_Saved data entries_.
• • •

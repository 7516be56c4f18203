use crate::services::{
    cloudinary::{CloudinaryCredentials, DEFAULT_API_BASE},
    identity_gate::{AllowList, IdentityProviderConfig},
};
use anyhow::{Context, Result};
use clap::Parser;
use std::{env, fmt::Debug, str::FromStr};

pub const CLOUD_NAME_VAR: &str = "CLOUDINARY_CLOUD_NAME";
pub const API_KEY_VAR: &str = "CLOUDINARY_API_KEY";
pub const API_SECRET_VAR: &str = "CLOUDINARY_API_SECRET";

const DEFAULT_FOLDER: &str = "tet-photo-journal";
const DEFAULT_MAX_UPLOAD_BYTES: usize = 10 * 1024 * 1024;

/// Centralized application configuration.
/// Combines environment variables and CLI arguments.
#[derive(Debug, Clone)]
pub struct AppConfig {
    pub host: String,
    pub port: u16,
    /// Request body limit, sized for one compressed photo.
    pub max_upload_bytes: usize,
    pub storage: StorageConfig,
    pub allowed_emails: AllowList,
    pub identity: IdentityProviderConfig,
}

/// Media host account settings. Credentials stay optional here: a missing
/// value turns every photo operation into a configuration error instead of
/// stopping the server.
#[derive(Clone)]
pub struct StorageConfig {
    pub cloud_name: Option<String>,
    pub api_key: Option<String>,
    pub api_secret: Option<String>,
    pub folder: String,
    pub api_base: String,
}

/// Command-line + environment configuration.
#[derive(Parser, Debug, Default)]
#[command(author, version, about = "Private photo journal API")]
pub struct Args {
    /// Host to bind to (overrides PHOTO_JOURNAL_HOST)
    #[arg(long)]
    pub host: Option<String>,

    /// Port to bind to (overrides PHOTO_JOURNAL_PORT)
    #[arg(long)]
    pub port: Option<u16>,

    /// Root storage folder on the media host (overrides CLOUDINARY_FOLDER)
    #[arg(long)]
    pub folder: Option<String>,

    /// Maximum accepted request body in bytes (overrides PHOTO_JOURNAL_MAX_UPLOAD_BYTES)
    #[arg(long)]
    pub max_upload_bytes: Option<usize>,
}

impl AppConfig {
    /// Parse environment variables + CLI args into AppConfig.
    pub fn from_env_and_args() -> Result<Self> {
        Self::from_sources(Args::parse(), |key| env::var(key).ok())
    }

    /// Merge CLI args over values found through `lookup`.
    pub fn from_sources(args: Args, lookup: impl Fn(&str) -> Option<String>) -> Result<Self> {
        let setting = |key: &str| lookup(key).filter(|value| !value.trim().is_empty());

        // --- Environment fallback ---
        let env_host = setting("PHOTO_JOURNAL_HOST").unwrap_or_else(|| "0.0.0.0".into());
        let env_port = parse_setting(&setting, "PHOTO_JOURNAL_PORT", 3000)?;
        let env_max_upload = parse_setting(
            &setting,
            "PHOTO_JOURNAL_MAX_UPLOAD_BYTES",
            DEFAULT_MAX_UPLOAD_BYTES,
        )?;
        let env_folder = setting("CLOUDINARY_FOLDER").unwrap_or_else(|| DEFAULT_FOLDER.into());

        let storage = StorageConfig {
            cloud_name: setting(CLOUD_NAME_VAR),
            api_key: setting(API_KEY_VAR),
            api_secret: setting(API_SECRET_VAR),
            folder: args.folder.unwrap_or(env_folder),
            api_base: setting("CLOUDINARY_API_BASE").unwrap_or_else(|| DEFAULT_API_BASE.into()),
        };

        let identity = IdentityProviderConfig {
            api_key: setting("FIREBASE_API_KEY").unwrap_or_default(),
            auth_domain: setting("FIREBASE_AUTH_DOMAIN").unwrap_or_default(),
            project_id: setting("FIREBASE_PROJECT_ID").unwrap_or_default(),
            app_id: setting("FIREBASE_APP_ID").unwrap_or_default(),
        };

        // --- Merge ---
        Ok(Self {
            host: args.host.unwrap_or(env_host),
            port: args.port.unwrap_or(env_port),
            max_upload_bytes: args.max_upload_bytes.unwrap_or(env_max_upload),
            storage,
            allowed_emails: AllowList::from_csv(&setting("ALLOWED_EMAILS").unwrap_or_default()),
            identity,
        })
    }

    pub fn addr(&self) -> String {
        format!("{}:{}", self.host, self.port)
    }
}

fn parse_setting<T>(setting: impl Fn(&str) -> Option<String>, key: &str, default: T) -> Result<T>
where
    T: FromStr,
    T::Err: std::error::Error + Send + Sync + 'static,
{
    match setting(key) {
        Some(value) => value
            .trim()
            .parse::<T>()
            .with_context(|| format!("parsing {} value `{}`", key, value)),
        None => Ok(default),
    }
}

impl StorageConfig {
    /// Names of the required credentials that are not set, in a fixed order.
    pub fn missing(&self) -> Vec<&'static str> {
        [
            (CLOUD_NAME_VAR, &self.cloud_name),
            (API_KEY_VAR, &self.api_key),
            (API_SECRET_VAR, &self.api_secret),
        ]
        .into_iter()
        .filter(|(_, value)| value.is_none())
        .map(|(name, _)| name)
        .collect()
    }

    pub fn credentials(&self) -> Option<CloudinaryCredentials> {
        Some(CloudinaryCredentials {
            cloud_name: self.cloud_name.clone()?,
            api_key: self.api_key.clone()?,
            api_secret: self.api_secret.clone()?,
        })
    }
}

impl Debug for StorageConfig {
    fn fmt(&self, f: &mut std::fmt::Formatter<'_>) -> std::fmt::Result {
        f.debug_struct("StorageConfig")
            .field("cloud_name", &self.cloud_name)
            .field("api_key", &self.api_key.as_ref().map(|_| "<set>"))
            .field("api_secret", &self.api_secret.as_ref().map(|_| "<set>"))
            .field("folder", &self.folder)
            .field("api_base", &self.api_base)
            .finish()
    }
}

• • •

_What the task asks_. Every record, copied exactly, is the expected answer.

_Solution for this problem_.
repository 7516be56c4f18203
use crate::services::{
    cloudinary::{CloudinaryCredentials, DEFAULT_API_BASE},
    identity_gate::{AllowList, IdentityProviderConfig},
};
use anyhow::{Context, Result};
use clap::Parser;
use std::{env, fmt::Debug, str::FromStr};

pub const CLOUD_NAME_VAR: &str = "CLOUDINARY_CLOUD_NAME";
pub const API_KEY_VAR: &str = "CLOUDINARY_API_KEY";
pub const API_SECRET_VAR: &str = "CLOUDINARY_API_SECRET";

const DEFAULT_FOLDER: &str = "tet-photo-journal";
const DEFAULT_MAX_UPLOAD_BYTES: usize = 10 * 1024 * 1024;

/// Centralized application configuration.
/// Combines environment variables and CLI arguments.
#[derive(Debug, Clone)]
pub struct AppConfig {
    pub host: String,
    pub port: u16,
    /// Request body limit, sized for one compressed photo.
    pub max_upload_bytes: usize,
    pub storage: StorageConfig,
    pub allowed_emails: AllowList,
    pub identity: IdentityProviderConfig,
}

/// Media host account settings. Credentials stay optional here: a missing
/// value turns every photo operation into a configuration error instead of
/// stopping the server.
#[derive(Clone)]
pub struct StorageConfig {
    pub cloud_name: Option<String>,
    pub api_key: Option<String>,
    pub api_secret: Option<String>,
    pub folder: String,
    pub api_base: String,
}

/// Command-line + environment configuration.
#[derive(Parser, Debug, Default)]
#[command(author, version, about = "Private photo journal API")]
pub struct Args {
    /// Host to bind to (overrides PHOTO_JOURNAL_HOST)
    #[arg(long)]
    pub host: Option<String>,

    /// Port to bind to (overrides PHOTO_JOURNAL_PORT)
    #[arg(long)]
    pub port: Option<u16>,

    /// Root storage folder on the media host (overrides CLOUDINARY_FOLDER)
    #[arg(long)]
    pub folder: Option<String>,

    /// Maximum accepted request body in bytes (overrides PHOTO_JOURNAL_MAX_UPLOAD_BYTES)
    #[arg(long)]
    pub max_upload_bytes: Option<usize>,
}

impl AppConfig {
    /// Parse environment variables + CLI args into AppConfig.
    pub fn from_env_and_args() -> Result<Self> {
        Self::from_sources(Args::parse(), |key| env::var(key).ok())
    }

    /// Merge CLI args over values found through `lookup`.
    pub fn from_sources(args: Args, lookup: impl Fn(&str) -> Option<String>) -> Result<Self> {
        let setting = |key: &str| lookup(key).filter(|value| !value.trim().is_empty());

        // --- Environment fallback ---
        let env_host = setting("PHOTO_JOURNAL_HOST").unwrap_or_else(|| "0.0.0.0".into());
        let env_port = parse_setting(&setting, "PHOTO_JOURNAL_PORT", 3000)?;
        let env_max_upload = parse_setting(
            &setting,
            "PHOTO_JOURNAL_MAX_UPLOAD_BYTES",
            DEFAULT_MAX_UPLOAD_BYTES,
        )?;
        let env_folder = setting("CLOUDINARY_FOLDER").unwrap_or_else(|| DEFAULT_FOLDER.into());

        let storage = StorageConfig {
            cloud_name: setting(CLOUD_NAME_VAR),
            api_key: setting(API_KEY_VAR),
            api_secret: setting(API_SECRET_VAR),
            folder: args.folder.unwrap_or(env_folder),
            api_base: setting("CLOUDINARY_API_BASE").unwrap_or_else(|| DEFAULT_API_BASE.into()),
        };

        let identity = IdentityProviderConfig {
            api_key: setting("FIREBASE_API_KEY").unwrap_or_default(),
            auth_domain: setting("FIREBASE_AUTH_DOMAIN").unwrap_or_default(),
            project_id: setting("FIREBASE_PROJECT_ID").unwrap_or_default(),
            app_id: setting("FIREBASE_APP_ID").unwrap_or_default(),
        };

        // --- Merge ---
        Ok(Self {
            host: args.host.unwrap_or(env_host),
            port: args.port.unwrap_or(env_port),
            max_upload_bytes: args.max_upload_bytes.unwrap_or(env_max_upload),
            storage,
            allowed_emails: AllowList::from_csv(&setting("ALLOWED_EMAILS").unwrap_or_default()),
            identity,
        })
    }

    pub fn addr(&self) -> String {
        format!("{}:{}", self.host, self.port)
    }
}

fn parse_setting<T>(setting: impl Fn(&str) -> Option<String>, key: &str, default: T) -> Result<T>
where
    T: FromStr,
    T::Err: std::error::Error + Send + Sync + 'static,
{
    match setting(key) {
        Some(value) => value
            .trim()
            .parse::<T>()
            .with_context(|| format!("parsing {} value `{}`", key, value)),
        None => Ok(default),
    }
}

impl StorageConfig {
    /// Names of the required credentials that are not set, in a fixed order.
    pub fn missing(&self) -> Vec<&'static str> {
        [
            (CLOUD_NAME_VAR, &self.cloud_name),
            (API_KEY_VAR, &self.api_key),
            (API_SECRET_VAR, &self.api_secret),
        ]
        .into_iter()
        .filter(|(_, value)| value.is_none())
        .map(|(name, _)| name)
        .collect()
    }

    pub fn credentials(&self) -> Option<CloudinaryCredentials> {
        Some(CloudinaryCredentials {
            cloud_name: self.cloud_name.clone()?,
            api_key: self.api_key.clone()?,
            api_secret: self.api_secret.clone()?,
        })
    }
}

impl Debug for StorageConfig {
    fn fmt(&self, f: &mut std::fmt::Formatter<'_>) -> std::fmt::Result {
        f.debug_struct("StorageConfig")
            .field("cloud_name", &self.cloud_name)
            .field("api_key", &self.api_key.as_ref().map(|_| "<set>"))
            .field("api_secret", &self.api_secret.as_ref().map(|_| "<set>"))
            .field("folder", &self.folder)
            .field("api_base", &self.api_base)
            .finish()
    }
}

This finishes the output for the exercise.